● What you have to do
Your reply should be a single number, the count of lines in the records that contain "Medium".

● Data for this exercise
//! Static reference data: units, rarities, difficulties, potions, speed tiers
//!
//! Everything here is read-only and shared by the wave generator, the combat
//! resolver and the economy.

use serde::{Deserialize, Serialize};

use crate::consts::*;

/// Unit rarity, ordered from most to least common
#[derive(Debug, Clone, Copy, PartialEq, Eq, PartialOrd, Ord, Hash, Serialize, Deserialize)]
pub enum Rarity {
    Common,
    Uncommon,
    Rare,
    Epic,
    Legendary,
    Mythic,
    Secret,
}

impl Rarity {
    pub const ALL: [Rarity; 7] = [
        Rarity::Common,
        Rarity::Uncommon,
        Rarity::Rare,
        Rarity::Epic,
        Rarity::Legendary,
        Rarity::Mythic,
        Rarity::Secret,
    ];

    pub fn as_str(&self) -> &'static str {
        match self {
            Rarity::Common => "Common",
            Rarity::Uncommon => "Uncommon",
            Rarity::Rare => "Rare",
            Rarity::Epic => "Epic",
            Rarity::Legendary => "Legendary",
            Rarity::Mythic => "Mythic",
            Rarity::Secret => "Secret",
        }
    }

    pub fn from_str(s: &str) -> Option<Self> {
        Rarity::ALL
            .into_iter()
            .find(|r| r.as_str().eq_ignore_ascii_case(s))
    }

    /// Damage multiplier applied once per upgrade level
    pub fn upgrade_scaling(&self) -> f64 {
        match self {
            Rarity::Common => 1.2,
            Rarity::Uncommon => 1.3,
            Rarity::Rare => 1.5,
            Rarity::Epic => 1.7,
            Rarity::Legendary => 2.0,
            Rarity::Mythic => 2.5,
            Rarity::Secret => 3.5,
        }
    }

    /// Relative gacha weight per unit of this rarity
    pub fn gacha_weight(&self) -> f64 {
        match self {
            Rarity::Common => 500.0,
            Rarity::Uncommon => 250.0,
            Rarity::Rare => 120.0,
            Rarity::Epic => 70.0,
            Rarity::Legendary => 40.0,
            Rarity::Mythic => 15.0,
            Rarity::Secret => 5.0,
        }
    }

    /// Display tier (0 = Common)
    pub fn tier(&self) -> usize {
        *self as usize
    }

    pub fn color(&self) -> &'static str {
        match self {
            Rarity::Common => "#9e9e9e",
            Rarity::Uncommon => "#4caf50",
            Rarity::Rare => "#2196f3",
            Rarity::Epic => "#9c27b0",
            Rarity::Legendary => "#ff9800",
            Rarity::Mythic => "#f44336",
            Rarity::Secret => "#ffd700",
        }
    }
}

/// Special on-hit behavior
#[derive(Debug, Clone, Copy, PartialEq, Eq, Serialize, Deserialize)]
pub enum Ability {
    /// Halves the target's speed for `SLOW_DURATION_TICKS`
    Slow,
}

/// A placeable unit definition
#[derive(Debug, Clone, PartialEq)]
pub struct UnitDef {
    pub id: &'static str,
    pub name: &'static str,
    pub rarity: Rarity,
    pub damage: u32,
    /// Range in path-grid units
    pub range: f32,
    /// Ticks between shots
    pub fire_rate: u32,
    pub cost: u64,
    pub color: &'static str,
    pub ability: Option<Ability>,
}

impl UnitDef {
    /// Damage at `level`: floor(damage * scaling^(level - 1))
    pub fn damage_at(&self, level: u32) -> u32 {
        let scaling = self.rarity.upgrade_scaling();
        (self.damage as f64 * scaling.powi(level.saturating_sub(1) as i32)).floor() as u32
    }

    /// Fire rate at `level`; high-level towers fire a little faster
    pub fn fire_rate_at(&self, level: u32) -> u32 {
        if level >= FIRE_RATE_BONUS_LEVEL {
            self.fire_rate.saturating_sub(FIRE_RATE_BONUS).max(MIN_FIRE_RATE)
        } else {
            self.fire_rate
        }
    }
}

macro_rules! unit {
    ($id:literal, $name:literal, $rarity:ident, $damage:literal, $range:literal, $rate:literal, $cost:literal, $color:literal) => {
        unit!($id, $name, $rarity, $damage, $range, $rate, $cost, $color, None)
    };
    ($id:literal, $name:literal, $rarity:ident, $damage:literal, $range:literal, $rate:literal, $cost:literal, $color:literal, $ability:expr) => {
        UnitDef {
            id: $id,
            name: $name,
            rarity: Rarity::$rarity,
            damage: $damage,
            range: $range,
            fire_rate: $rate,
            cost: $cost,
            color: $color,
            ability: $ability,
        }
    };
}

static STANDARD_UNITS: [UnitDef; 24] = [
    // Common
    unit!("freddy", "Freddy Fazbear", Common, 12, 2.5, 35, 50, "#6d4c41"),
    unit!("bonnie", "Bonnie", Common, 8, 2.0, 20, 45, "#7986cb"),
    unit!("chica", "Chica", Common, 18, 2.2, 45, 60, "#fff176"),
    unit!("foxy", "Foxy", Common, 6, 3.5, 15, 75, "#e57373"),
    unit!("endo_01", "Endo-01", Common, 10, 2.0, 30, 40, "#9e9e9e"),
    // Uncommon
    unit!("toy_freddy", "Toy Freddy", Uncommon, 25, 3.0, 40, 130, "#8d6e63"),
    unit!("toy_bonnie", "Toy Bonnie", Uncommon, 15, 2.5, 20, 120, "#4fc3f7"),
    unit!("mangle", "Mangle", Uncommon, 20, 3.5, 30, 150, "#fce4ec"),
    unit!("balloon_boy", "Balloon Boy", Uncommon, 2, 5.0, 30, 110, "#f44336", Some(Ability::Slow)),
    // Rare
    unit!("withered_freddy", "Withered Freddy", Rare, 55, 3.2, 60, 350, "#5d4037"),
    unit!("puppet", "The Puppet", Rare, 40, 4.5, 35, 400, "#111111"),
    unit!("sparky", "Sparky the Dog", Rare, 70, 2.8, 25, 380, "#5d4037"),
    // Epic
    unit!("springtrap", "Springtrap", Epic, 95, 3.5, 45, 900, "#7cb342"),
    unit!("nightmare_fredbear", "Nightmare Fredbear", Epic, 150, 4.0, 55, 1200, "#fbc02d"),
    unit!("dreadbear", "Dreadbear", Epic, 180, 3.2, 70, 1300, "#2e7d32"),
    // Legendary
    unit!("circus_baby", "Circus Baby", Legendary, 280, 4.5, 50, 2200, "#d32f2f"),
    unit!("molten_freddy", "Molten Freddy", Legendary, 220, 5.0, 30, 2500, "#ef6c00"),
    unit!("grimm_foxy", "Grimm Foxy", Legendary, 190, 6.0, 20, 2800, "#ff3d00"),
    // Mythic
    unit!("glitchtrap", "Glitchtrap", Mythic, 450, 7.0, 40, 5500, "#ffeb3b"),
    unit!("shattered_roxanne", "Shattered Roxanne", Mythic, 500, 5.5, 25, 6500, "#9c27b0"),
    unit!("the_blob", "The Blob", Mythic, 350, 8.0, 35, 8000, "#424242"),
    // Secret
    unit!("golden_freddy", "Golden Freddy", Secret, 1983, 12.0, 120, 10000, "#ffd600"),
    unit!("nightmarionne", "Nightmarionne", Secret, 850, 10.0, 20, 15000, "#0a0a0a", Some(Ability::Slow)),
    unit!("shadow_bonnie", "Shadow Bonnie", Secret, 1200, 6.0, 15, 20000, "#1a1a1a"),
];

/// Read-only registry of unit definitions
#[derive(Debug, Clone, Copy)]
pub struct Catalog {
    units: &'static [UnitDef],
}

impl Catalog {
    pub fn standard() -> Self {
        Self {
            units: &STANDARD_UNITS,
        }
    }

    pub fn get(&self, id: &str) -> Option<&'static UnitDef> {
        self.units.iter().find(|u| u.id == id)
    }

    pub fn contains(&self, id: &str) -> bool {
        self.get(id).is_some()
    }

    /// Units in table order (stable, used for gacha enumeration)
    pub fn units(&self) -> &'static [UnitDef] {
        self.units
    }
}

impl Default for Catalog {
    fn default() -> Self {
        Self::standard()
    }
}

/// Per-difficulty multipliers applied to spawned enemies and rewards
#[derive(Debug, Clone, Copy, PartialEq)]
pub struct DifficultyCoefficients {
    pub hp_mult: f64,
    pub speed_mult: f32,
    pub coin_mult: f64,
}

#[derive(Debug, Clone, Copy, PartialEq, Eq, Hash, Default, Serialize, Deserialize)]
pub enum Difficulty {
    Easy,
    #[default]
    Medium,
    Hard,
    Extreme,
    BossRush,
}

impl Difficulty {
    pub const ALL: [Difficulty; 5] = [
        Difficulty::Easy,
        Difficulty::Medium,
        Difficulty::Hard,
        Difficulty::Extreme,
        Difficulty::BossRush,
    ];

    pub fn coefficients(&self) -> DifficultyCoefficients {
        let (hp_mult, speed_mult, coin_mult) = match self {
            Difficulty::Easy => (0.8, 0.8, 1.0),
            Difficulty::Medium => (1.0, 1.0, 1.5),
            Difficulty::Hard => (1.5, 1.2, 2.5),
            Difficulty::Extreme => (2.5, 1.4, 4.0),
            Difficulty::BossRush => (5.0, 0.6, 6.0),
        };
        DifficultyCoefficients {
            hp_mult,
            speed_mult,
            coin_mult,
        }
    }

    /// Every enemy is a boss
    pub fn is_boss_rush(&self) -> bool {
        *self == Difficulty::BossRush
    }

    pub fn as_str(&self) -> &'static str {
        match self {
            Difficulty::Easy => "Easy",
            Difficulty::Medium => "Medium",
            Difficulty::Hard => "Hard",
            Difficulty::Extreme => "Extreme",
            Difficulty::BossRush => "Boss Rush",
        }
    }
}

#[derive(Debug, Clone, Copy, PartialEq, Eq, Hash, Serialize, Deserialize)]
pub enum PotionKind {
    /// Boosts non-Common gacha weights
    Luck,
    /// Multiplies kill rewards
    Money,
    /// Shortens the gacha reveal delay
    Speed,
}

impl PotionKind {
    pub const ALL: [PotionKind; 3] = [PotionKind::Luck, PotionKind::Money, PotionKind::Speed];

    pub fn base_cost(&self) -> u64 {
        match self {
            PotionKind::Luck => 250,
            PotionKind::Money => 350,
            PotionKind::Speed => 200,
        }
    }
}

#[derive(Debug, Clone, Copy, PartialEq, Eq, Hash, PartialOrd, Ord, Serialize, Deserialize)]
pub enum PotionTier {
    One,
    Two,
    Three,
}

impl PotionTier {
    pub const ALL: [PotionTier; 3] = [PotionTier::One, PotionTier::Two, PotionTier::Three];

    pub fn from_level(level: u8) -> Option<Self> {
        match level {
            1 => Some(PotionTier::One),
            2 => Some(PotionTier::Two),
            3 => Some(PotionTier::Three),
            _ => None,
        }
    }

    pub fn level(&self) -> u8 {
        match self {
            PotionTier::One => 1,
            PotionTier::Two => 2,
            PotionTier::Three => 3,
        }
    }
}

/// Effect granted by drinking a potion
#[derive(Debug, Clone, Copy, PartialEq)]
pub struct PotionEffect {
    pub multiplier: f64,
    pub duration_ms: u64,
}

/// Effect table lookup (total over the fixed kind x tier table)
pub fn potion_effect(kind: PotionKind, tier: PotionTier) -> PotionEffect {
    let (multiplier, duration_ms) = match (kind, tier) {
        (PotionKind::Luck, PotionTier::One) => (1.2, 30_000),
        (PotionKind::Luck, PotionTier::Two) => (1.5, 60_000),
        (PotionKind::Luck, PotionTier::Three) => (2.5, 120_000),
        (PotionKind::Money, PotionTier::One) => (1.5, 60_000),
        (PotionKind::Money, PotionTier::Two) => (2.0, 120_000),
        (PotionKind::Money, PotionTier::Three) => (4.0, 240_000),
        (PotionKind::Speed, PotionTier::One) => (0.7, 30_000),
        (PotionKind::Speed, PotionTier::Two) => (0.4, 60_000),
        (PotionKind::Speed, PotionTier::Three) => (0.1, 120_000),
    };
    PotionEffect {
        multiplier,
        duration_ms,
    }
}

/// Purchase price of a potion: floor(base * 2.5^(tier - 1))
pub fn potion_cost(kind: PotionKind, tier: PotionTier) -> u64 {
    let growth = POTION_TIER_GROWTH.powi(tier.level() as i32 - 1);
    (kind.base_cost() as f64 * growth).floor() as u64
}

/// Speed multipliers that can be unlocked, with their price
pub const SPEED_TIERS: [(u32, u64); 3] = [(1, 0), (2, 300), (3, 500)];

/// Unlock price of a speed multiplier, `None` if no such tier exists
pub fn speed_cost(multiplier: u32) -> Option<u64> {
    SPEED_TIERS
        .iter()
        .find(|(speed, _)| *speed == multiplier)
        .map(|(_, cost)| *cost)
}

...

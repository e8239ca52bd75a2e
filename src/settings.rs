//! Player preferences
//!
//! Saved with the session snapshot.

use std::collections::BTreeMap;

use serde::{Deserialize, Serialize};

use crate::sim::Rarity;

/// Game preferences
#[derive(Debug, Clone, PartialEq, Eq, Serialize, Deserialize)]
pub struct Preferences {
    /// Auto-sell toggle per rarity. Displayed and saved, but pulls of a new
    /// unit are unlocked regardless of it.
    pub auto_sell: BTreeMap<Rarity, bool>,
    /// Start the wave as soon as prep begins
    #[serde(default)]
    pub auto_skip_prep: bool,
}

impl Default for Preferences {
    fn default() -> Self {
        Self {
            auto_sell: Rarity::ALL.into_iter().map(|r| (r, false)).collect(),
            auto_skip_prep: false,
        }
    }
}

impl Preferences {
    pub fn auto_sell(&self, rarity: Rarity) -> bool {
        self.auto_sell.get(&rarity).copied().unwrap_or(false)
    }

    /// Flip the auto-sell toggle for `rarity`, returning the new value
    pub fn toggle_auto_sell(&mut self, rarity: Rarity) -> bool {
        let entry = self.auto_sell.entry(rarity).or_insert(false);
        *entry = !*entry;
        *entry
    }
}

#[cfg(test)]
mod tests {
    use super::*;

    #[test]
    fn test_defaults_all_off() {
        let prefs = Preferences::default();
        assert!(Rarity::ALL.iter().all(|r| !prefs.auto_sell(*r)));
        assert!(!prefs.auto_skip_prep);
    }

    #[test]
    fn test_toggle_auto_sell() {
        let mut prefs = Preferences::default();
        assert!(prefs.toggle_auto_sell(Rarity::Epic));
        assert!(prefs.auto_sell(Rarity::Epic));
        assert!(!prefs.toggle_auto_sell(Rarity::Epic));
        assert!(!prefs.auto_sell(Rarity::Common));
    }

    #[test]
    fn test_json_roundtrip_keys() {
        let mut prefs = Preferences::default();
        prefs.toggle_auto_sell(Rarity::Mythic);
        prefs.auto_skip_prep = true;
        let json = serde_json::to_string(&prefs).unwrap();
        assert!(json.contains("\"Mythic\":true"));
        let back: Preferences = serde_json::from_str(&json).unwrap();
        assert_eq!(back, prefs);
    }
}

● Exercise response
4